Know, dear sister, that if you wish to follow my advice you will have great care and regard for what you and I can afford to do, according to our estate. Have a care that you be honestly clad, without new devices and without too much or too little frippery. And before you leave your chamber and house, take care first that the collar of your shift, and of your blanchet, cotte and surcotte, do not hang out one over the other, as happens with certain drunken, foolish or witless women, who have no care for their honour, nor for the honesty of their estate or of their husbands, and who walk with roving eyes and head horribly reared up like a lion (la teste espoventablement levée comme un lyon!), their hair straggling out of their wimples, and the collars of their shifts and cottes crumpled the one upon the other, and who walk mannishly and bear themselves uncouthly before folk without shame. And if one speaks to them about it, they excuse themselves on the ground of their industry and humility, saying that they are so diligent, hardworking, and humble that they care not for themselves. But they lie; they care so much for themselves that if they were in an honourable company, never would they be willing that men should wait less upon them than upon the wiser ladies of like lineage with themselves, nor that they should have fewer salutations, bows, reverences and speech than the rest, but rather they desire more. And they are unworthy of it, for they know not how to maintain their own honourable fame, nay, nor the fame of their husbands and of their lineage, which they bring to shame.
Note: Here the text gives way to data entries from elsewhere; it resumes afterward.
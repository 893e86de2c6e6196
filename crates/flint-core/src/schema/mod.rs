//! Column identity and relation schemas (§3).
//!
//! A [`ColumnId`] is assigned once, at the point a column is created by the
//! binder, and is never rewritten by subsequent plan rewrites (Invariant 2).
//! Every downstream reference to that column — in an expression, in a join's
//! `left_columns`/`right_columns`, in a group-by list — goes through this id,
//! not through the column's display name.

use std::fmt;
use std::sync::atomic::{AtomicU64, Ordering};

use flint_types::DataType;

static NEXT_COLUMN_ID: AtomicU64 = AtomicU64::new(1);

#[derive(Debug, Clone, Copy, PartialEq, Eq, PartialOrd, Ord, Hash)]
pub struct ColumnId(pub u64);

impl ColumnId {
    /// Mint a fresh, globally unique column identity.
    pub fn fresh() -> Self {
        ColumnId(NEXT_COLUMN_ID.fetch_add(1, Ordering::Relaxed))
    }
}

impl fmt::Display for ColumnId {
    fn fmt(&self, f: &mut fmt::Formatter<'_>) -> fmt::Result {
        write!(f, "#{}", self.0)
    }
}

/// A special-typed disposition a column can carry, used by `FAKE` datasets
/// and a handful of builtin functions that need to tag a column beyond its
/// raw [`DataType`] (§4.2).
#[derive(Debug, Clone, Copy, PartialEq, Eq)]
pub enum Disposition {
    Name,
    Age,
}

/// Whether a column is backed by a physical/derived value, or is a
/// compile-time constant folded in by the binder or optimizer.
#[derive(Debug, Clone, PartialEq)]
pub enum ColumnKind {
    /// An ordinary column: physical, derived from an expression, or the
    /// output of an aggregate.
    Flat,
    /// A literal value known at bind time.
    Constant(flint_types::ScalarValue),
}

/// A single column as tracked through binding and planning.
#[derive(Debug, Clone, PartialEq)]
pub struct Column {
    pub id: ColumnId,
    pub name: String,
    pub data_type: DataType,
    pub kind: ColumnKind,
    pub disposition: Option<Disposition>,
    /// Relation name(s) this column originated from. More than one entry
    /// only after a USING/NATURAL join merges columns into a `$shared`
    /// schema.
    pub origin: Vec<String>,
    pub aliases: Vec<String>,
}

impl Column {
    pub fn new_flat(name: impl Into<String>, data_type: DataType, origin: impl Into<String>) -> Self {
        Column {
            id: ColumnId::fresh(),
            name: name.into(),
            data_type,
            kind: ColumnKind::Flat,
            disposition: None,
            origin: vec![origin.into()],
            aliases: Vec::new(),
        }
    }

    pub fn new_constant(name: impl Into<String>, value: flint_types::ScalarValue) -> Self {
        let data_type = value.datatype();
        Column {
            id: ColumnId::fresh(),
            name: name.into(),
            data_type,
            kind: ColumnKind::Constant(value),
            disposition: None,
            origin: Vec::new(),
            aliases: Vec::new(),
        }
    }

    pub fn is_constant(&self) -> bool {
        matches!(self.kind, ColumnKind::Constant(_))
    }

    pub fn matches_name(&self, name: &str) -> bool {
        self.name.eq_ignore_ascii_case(name) || self.aliases.iter().any(|a| a.eq_ignore_ascii_case(name))
    }
}

/// The `$derived`, `$project`, `$calculated`, `$shared-…`, `$values-…`
/// prefixes named in §3.
pub fn is_synthetic_relation_name(name: &str) -> bool {
    name.starts_with('$')
}

pub const DERIVED_SCHEMA: &str = "$derived";
pub const PROJECT_SCHEMA: &str = "$project";
pub const CALCULATED_SCHEMA: &str = "$calculated";

pub fn shared_schema_name() -> String {
    format!("$shared-{:x}", rand::random::<u32>())
}

pub fn values_schema_name() -> String {
    format!("$values-{:x}", rand::random::<u32>())
}

/// A relation visible in the current binding scope: a physical/derived
/// table, or a synthetic schema such as `$derived`.
#[derive(Debug, Clone, PartialEq)]
pub struct RelationSchema {
    pub name: String,
    pub columns: Vec<Column>,
    pub aliases: Vec<String>,
}

impl RelationSchema {
    pub fn new(name: impl Into<String>) -> Self {
        RelationSchema {
            name: name.into(),
            columns: Vec::new(),
            aliases: Vec::new(),
        }
    }

    pub fn is_synthetic(&self) -> bool {
        is_synthetic_relation_name(&self.name)
    }

    pub fn find_column(&self, name: &str) -> Option<&Column> {
        self.columns.iter().find(|c| c.matches_name(name))
    }

    pub fn find_column_mut(&mut self, name: &str) -> Option<&mut Column> {
        self.columns.iter_mut().find(|c| c.matches_name(name))
    }

    pub fn push(&mut self, column: Column) {
        self.columns.push(column);
    }

    pub fn column_names(&self) -> Vec<&str> {
        self.columns.iter().map(|c| c.name.as_str()).collect()
    }

    pub fn remove_by_id(&mut self, id: ColumnId) -> Option<Column> {
        let idx = self.columns.iter().position(|c| c.id == id)?;
        Some(self.columns.remove(idx))
    }
}

#[cfg(test)]
mod tests {
    use super::*;

    #[test]
    fn column_ids_are_never_reused() {
        let a = ColumnId::fresh();
        let b = ColumnId::fresh();
        assert_ne!(a, b);
    }

    #[test]
    fn synthetic_relation_names_start_with_dollar() {
        assert!(is_synthetic_relation_name(DERIVED_SCHEMA));
        assert!(!is_synthetic_relation_name("satellites"));
    }
}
Therefore, fair sister, have a care that your hair, wimple, kerchief and hood and all the rest of your attire be well arranged and decently ordered, that none who see you can laugh or mock at you, but that all the others may find in you an example of fair and simple and decent array.... When you go to town or to church go suitably accompanied by honourable women according to your estate, and flee suspicious company, never allowing any ill famed woman to be seen in your presence. And as you go bear your head upright and your eyelids low and without fluttering, and look straight in front of you about four rods ahead, without looking round at any man or woman to the right or to the left, nor looking up, nor glancing from place to place, nor stopping to speak to anyone on the road.[[6]]

Such was the model of female deportment in the Middle Ages.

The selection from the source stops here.